Sure, there's just a speed difference between db level operations and entity API level load/save operations.

#28 / #29

So looks like there's no way around field migration. Where's the best place to document this?

Component:documentation» field system

"As far as I know, the current API provides everything except a way to rename a field."

Would the mongo backend be able to rename a nested property in all its node records ?

Component:field system» documentation

did not mean to change component

Status:Needs work» Needs review

ouch, I've been bitten by this as-well, when wanting to drop some columns form OG tables.

Component:documentation» field system
Issue tags:+Needs Documentation

Subscribing, this is going to be a pain for multicomponent fields like the name field.

I need three new columns added to achive all of the new features requested, so if now 1 by 1, I'll end up with 4 field types and the need to write update scripts to convert one field type to the next field type for every step. Then to clean up the mess latter, the old field types would need to be removed, risking users being caught up in the inactive field issues.... This is way to messy and time consuming, so I will have to stop features that require schema changes until a work around is found.

During the course of Drupal 7 development, I became aware of the policy not to do any changes that may lose user data, but I would not have imagined that adding a new column was going to be an issue. I had to read through the code last night to see that the core system only does indexes.

While this is very late in the development cycle, I would love to see the DB maintainers to have another look at this. I have to agree with sun about most developers would not have known about the way core has implemented ccks' handling of the schema changes.

Cheers
Alan

Pinging some life into this. Two feature requests in a week, each requiring a change (new column) to the schema....

We need to make sure that it is and remains possible to migrate data from one field to the other, meaning:

Create a new field field_name_new
Migrate data in batch from field_name to field_name_new
Delete field_name
Rename field_name_new to field_name

As far as I know, the current API provides everything except a way to rename a field.

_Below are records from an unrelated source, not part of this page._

//! Queries for movers occupying a square of N×N cells.
//!
//! A large mover is identified by its minimum (top-left) corner. A corner
//! is usable when the whole square lies inside the grid on open,
//! unobstructed cells; the field is only computed over usable corners and
//! every usable corner whose square covers a goal is itself a goal.

use gradient_core::Point;
use rand::Rng;

use crate::scan::Scan;
use crate::traits::LineOfSight;
use crate::{DijkstraMap, FieldSnapshot, Movement, PathError};

impl<R: Rng> DijkstraMap<R> {
    /// [`scan`](Self::scan) for an N×N mover.
    pub fn scan_large(
        &mut self,
        size: i32,
        impassable: &[Point],
    ) -> Result<FieldSnapshot, PathError> {
        let config = self.config;
        let grid = self.state_mut()?;
        let blocked = grid.indices(impassable);
        grid.relax(&Scan::new(&config, &blocked).size(size));
        grid.darken();
        Ok(grid.snapshot())
    }

    /// [`partial_scan`](Self::partial_scan) for an N×N mover.
    pub fn partial_scan_large(
        &mut self,
        limit: usize,
        size: i32,
        impassable: &[Point],
    ) -> Result<FieldSnapshot, PathError> {
        let config = self.config;
        let grid = self.state_mut()?;
        let blocked = grid.indices(impassable);
        grid.relax(&Scan::new(&config, &blocked).limit(Some(limit)).size(size));
        grid.darken();
        Ok(grid.snapshot())
    }

    /// [`find_path`](Self::find_path) for an N×N mover whose minimum corner
    /// is at `start`. Path cells are corner positions.
    pub fn find_path_large(
        &mut self,
        mv: &Movement<'_>,
        size: i32,
        start: Point,
        targets: &[Point],
    ) -> Result<&[Point], PathError> {
        self.approach(mv, size, start, targets)
    }

    /// [`find_attack_path`](Self::find_attack_path) for an N×N mover. A
    /// position qualifies when any cell of the square sees a target.
    #[allow(clippy::too_many_arguments)]
    pub fn find_attack_path_large(
        &mut self,
        mv: &Movement<'_>,
        size: i32,
        min_range: f64,
        max_range: f64,
        los: Option<&dyn LineOfSight>,
        start: Point,
        targets: &[Point],
    ) -> Result<&[Point], PathError> {
        self.attack(mv, size, min_range, max_range, los, start, targets)
    }

    /// [`find_flee_path`](Self::find_flee_path) for an N×N mover.
    pub fn find_flee_path_large(
        &mut self,
        mv: &Movement<'_>,
        size: i32,
        prefer: f64,
        start: Point,
        fears: &[Point],
    ) -> Result<&[Point], PathError> {
        self.flee(mv, size, prefer, start, fears)
    }
}

#[cfg(test)]
mod tests {
    use super::*;
    use crate::traits::ResistanceMap;
    use crate::{DARK, DijkstraConfig, WALL};
    use gradient_core::Terrain;
    use rand::SeedableRng;
    use rand::rngs::SmallRng;

    fn map(rows: &[&str]) -> DijkstraMap<SmallRng> {
        let mut m = DijkstraMap::with_config(SmallRng::seed_from_u64(13), DijkstraConfig::default());
        m.initialize(&Terrain::from_rows(rows).unwrap());
        m
    }

    #[test]
    fn only_usable_corners_are_reached() {
        let mut m = map(&["....", "....", "..#."]);
        m.set_goal(Point::new(0, 0)).unwrap();
        let f = m.scan_large(2, &[]).unwrap();
        assert_eq!(f.get(Point::new(0, 0)), Some(0.0));
        assert_eq!(f.get(Point::new(1, 0)), Some(1.0));
        assert_eq!(f.get(Point::new(2, 0)), Some(2.0));
        assert_eq!(f.get(Point::new(0, 1)), Some(1.0));
        // The square at (1,1) would cover the wall.
        assert_eq!(f.get(Point::new(1, 1)), Some(DARK));
        // Squares hanging off the edge.
        assert_eq!(f.get(Point::new(3, 0)), Some(DARK));
        assert_eq!(f.get(Point::new(0, 2)), Some(DARK));
        assert_eq!(f.get(Point::new(2, 2)), Some(WALL));
    }

    #[test]
    fn goals_cover_every_overlapping_corner() {
        let mut m = map(&["....", "....", "...."]);
        m.set_goal(Point::new(2, 1)).unwrap();
        let f = m.scan_large(2, &[]).unwrap();
        for p in [Point::new(1, 0), Point::new(2, 0), Point::new(1, 1), Point::new(2, 1)] {
            assert_eq!(f.get(p), Some(0.0), "at {p}");
        }
        assert_eq!(f.get(Point::new(0, 0)), Some(1.0));
    }

    #[test]
    fn impassable_cells_shrink_the_usable_area() {
        let mut m = map(&["....", "....", "...."]);
        m.set_goal(Point::new(0, 0)).unwrap();
        let f = m.scan_large(2, &[Point::new(2, 1)]).unwrap();
        assert_eq!(f.get(Point::new(0, 1)), Some(1.0));
        assert_eq!(f.get(Point::new(1, 0)), Some(DARK));
        assert_eq!(f.get(Point::new(2, 0)), Some(DARK));
    }

    #[test]
    fn partial_large_scan() {
        let mut m = map(&[".....", ".....", "....."]);
        m.set_goal(Point::new(0, 0)).unwrap();
        let f = m.partial_scan_large(1, 2, &[]).unwrap();
        assert_eq!(f.get(Point::new(1, 0)), Some(1.0));
        assert_eq!(f.get(Point::new(0, 1)), Some(1.0));
        assert_eq!(f.get(Point::new(2, 0)), Some(DARK));
    }

    #[test]
    fn large_mover_keeps_to_wide_passages() {
        let mut m = map(&["......", "......", "###...", "###..."]);
        let path = m
            .find_path_large(&Movement::new(10.0), 2, Point::new(0, 0), &[Point::new(4, 2)])
            .unwrap();
        assert_eq!(
            path,
            &[Point::new(1, 0), Point::new(2, 0), Point::new(3, 0), Point::new(3, 1)]
        );
        assert!(!m.is_truncated());
    }

    #[test]
    fn large_flee() {
        let mut m = map(&["..........", ".........."]);
        let path = m
            .find_flee_path_large(&Movement::new(3.0), 2, 1.2, Point::new(3, 0), &[Point::new(2, 0)])
            .unwrap();
        assert_eq!(path, &[Point::new(4, 0), Point::new(5, 0), Point::new(6, 0)]);
    }

    #[test]
    fn large_attack_sees_from_any_cell() {
        let mut m = map(&["........", "........"]);
        let same_row = |_: &ResistanceMap, a: Point, b: Point| a.y == b.y;
        let path = m
            .find_attack_path_large(
                &Movement::new(10.0),
                2,
                2.0,
                3.0,
                Some(&same_row),
                Point::new(0, 0),
                &[Point::new(7, 1)],
            )
            .unwrap();
        assert_eq!(path, &[Point::new(1, 0), Point::new(2, 0), Point::new(3, 0)]);
        assert!(!m.is_truncated());
    }
}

So any pointers for contrib maintainers on a safe way to do this?

Create a new field field_tmp
Migrate data in batch from field_name to field_tmp
Delete field_name
Create a new field field_name
Migrate data in batch from field_tmp to field_name
Delete field_tmp

Cheers

Issue tags:-Needs Documentation

Hi

Just want to throw my 10 cents in.

In many cases changes in application business logic imply changes in field schema definition.

In my case i have developed a n-tuple family of modules (see my profile) that heavily relies on cck's ability to adopt field schema api at runtime.

Version:7.x-dev» 8.x-dev

This blocks OG #1277842: Data type of gid column in og_field_schema is float instead of int, we need some way to deal with this in contrib.

Status:Needs review» Needs work

There's no patch here that needs review or applies to the current 8.x HEAD.